If you do go with an older Toyota...do yourself a favor and get the 22RE.  It is fuel injected and is more reliable/better mpgs than the 3.0 (slow) V6.  Just make sure the timing chain isn't rattling or you replace it around 180k-200k.  The guides are plastic and will wear out around that mileage.

If you're looking for 4x4s...they still get around 20-22 mpgs.  Which makes for a perfect commuter/weekend warrior.


----------



## rjcruiser (Sep 21, 2010)

floyd242 said:


> Get a 90-95 Tacoma with a 22r engine.



Just a note...the 22r is carbed...22re is fuel injected.  Pick your set-up...I've had both...never had an issue with the fuel injection....but the carb wasn't too difficult to rebuild either.


----------



## grizzlyblake (Sep 21, 2010)

Thanks for the replies. I'm looking for a four wheel drive that I can drive to work every day (100mi round trip) and take in the woods on the weekends. I don't care about it looking great or any of that stuff as long as it's solid and reliable. 

I've been told the Tacomas are good, along with Jeep Cherokees of the same year range. 

I know every model of truck has a "sweet spot" model along with the models to avoid at all costs, meaning combinations of engines, transmissions, years, etc. 

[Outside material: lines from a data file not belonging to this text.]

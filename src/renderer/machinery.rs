use std::{
    sync::{
        Arc, Mutex,
        atomic::{AtomicUsize, Ordering},
    },
    thread::{self, JoinHandle},
    time::Instant,
};

use tracing::{debug, info};

use crate::{
    camera::Camera,
    renderer::{FrameBuffer, RenderSettings, worker::Worker},
    scene::Scene,
    screen_block::ScreenBlock,
    tracer::{TraversalCounters, Tracer},
};

/// Starts rendering the scene in background threads.
/// The scene must be prepared, see `Scene::prepare_frame`.
pub fn render<
    C: Camera + 'static,
    F1: Fn(ScreenBlock) + Send + Sync + 'static,
    F2: Fn(ScreenBlock) + Send + Sync + 'static,
>(
    scene: Arc<Scene>,
    camera: C,
    settings: RenderSettings,
    started_tile_callback: F1,
    finished_tile_callback: F2,
) -> anyhow::Result<RenderProgress> {
    anyhow::ensure!(!scene.is_dirty(), "Scene must be prepared before rendering");

    let viewport = camera.viewport();
    let worker_count = settings.workers.map_or_else(num_cpus::get, |count| count.get());
    let state = Arc::new(RenderState {
        scene,
        camera: Box::new(camera),
        settings,

        frame: Mutex::new(FrameBuffer::new(viewport)),
        counters: Mutex::new(TraversalCounters::default()),

        tile_ordering: ScreenBlock::from_size(viewport).tile_ordering(settings.tile_size.get()),
        next_tile_index: AtomicUsize::new(0),
        started: Instant::now(),
    });
    info!(
        width = viewport.x,
        height = viewport.y,
        tiles = state.tile_ordering.len(),
        workers = worker_count,
        mode = ?settings.mode,
        "Starting render"
    );

    let started_tile_callback = Arc::new(started_tile_callback);
    let finished_tile_callback = Arc::new(finished_tile_callback);
    let cores = core_affinity::get_core_ids().unwrap_or_default();

    let threads = (0..worker_count)
        .map(|worker_id| {
            let state = Arc::clone(&state);
            let started_tile_callback = Arc::clone(&started_tile_callback);
            let finished_tile_callback = Arc::clone(&finished_tile_callback);
            let core = (!cores.is_empty()).then(|| cores[worker_id % cores.len()]);

            thread::Builder::new()
                .name(format!("worker{worker_id}"))
                .spawn(move || {
                    if let Some(core) = core {
                        core_affinity::set_for_current(core);
                    }

                    let mut worker = Worker::new();
                    let mut tracer = Tracer::new(&state.scene);
                    let mut buffer = Vec::new();

                    while let Some(tile) = state.get_next_tile() {
                        (started_tile_callback)(tile.clone());

                        worker.render_tile(&mut tracer, state.camera.as_ref(), state.settings.mode, tile, &mut buffer);
                        state.frame.lock().expect("Poisoned lock!").copy_tile(tile, &buffer);

                        (finished_tile_callback)(tile.clone());
                    }

                    let counters = tracer.take_counters();
                    debug!(worker_id, ?counters, "Worker finished");
                    *state.counters.lock().expect("Poisoned lock!") += &counters;
                })
        })
        .collect::<Result<Vec<_>, _>>()?;

    Ok(RenderProgress {
        render_state: state,
        threads,
    })
}

pub struct RenderProgress {
    render_state: Arc<RenderState>,
    threads: Vec<JoinHandle<()>>,
}

impl RenderProgress {
    /// Return number of processed and total tiles.
    pub fn progress(&self) -> (usize, usize) {
        let total = self.render_state.tile_ordering.len();
        let processed = self
            .render_state
            .next_tile_index
            .load(Ordering::Acquire)
            .min(total);
        (processed, total)
    }

    pub fn progress_percent(&self) -> f32 {
        let (processed, total) = self.progress();
        if total == 0 {
            return 100.0;
        }
        100.0 * (processed as f32) / (total as f32)
    }

    pub fn is_finished(&self) -> bool {
        self.threads.iter().all(|handle| handle.is_finished())
    }

    /// Signal the workers to abort.
    /// Any running workers will still finish their tiles, but no new ones will be started.
    pub fn abort(&self) {
        self.render_state
            .next_tile_index
            .store(self.render_state.tile_ordering.len(), Ordering::Release);
    }

    /// Wait for the workers to finish.
    pub fn wait(&mut self) {
        if self.threads.is_empty() {
            return;
        }
        self.threads
            .drain(..)
            .for_each(|handle| handle.join().unwrap());
        info!(
            elapsed = ?self.render_state.started.elapsed(),
            "Render finished"
        );
    }

    pub fn frame(&self) -> &Mutex<FrameBuffer> {
        &self.render_state.frame
    }

    pub fn image(&self) -> image::RgbImage {
        self.render_state.frame.lock().expect("Poisoned lock!").to_image()
    }

    /// Traversal counters of all workers that have already finished.
    pub fn counters(&self) -> TraversalCounters {
        *self.render_state.counters.lock().expect("Poisoned lock!")
    }
}

struct RenderState {
    scene: Arc<Scene>,
    camera: Box<dyn Camera>,
    settings: RenderSettings,

    frame: Mutex<FrameBuffer>,
    counters: Mutex<TraversalCounters>,

    tile_ordering: Vec<ScreenBlock>,
    next_tile_index: AtomicUsize,
    started: Instant,
}

impl RenderState {
    fn get_next_tile(&self) -> Option<&ScreenBlock> {
        let id = self.next_tile_index.fetch_add(1, Ordering::AcqRel);
        self.tile_ordering.get(id)
    }
}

Also, some advice here if any of you have dealt with this, but since this Dodge is the first truck I had a loan on, can I sell it before it's paid off? Would I just take the cash from the sale and give the payoff to the bank in return for the title?


----------



## redneck_billcollector (Sep 21, 2010)

What year is your dodge?  If you kept up a semi-decent schedule with oil changes, etc, that cummins is just getting broke in.  I have replaced trannies and front ends on dodges (manual trannies, can't tell you about autos), I will tell you this, that is alot cheaper than getting another truck, there are plenty of cummins out there with many, and I mean a whole lot more miles than yours going strong.  I had a 97 2500 that I put dang near a half million on and it was plenty hard miles too,  the only reason I got rid of it was the body was literally falling apart, I worked it hard, and I mean real hard.  The motor was still great and it was converted to marine diesel and still lives on...


----------



## merc123 (Sep 21, 2010)

Keep the Dodge...


----------



## LCT (Sep 22, 2010)

99 Ford Ranger 4x4 4.0 litre.  207k and I drive it 100mi round trip daily myself.


----------



## grizzlyblake (Sep 22, 2010)

Mine is a 2001 so it's got the 24V with 188K on the original VP44 injector pump. It's only a matter of time before I have to get a new one. I found one for $1K and a friend who can help install it in a day so that's not too bad. I also found out that I could get a Jasper transmission for about $3K and the same friend can help install it over a weekend. 

I started looking at early Toyota trucks and a decent shape 1995 with less than 200K miles is $5K-$10K!! I think my best bet right now is to keep my Dodge and stay on my maintenance schedule. I change the oil every 7.5K miles with Rotella oil and Fleetguard (Cummins) filters, I change fuel filter every other oil change (Fleetguard), and service the transmission every 25K miles.


----------



## jkoch (Sep 22, 2010)

Keep the Dodge running, You can't kill the Cummins.


----------



## david w. (Sep 22, 2010)

ford rangers.


----------



## Georgiadawgs78 (Sep 24, 2010)

I've got a 96 Tacoma 4x4 with 245000 miles (2.7L). I can honestly say that minus a set of struts, one fuel filter, one new clutch, and a few sets of breaks that it hasn't had anything but plenty of new oil (every 5000 miles), filters, and a couple sets of spark plugs she hasn't had a thing done. But the ac doesn't work (nice size hole in the line). Go with what fits your needs and price range but the yotas have a good reputation built up. As far as motor wise the 22r and 22re are pretty simple and fairly easy to find parts to repair if needed but I can't say nothing bad about the 4 banger 2.7L in mine.


----------



## sleepr71 (Sep 25, 2010)

Any 4cylinder and '96 or later  3.4 V6 Toyota's are virtually bulletproof & make good commuters/hunting rigs.I say avoid the 3.0 V6 as they had head issues. I have a '98 w/ 263,000 mi. on it & still uses no oil/water, and the trans. shifts perfect. Maintenance is the key.


----------



## Daddy Rabbit Kennels (Sep 26, 2010)

*Rabbit Tracks Everwherre``````````````````````````````>*

I just traded, my 1999 Ford Ranger, King cab 4x4 for a 04 Toyota Tacoma, 4x4 4 door.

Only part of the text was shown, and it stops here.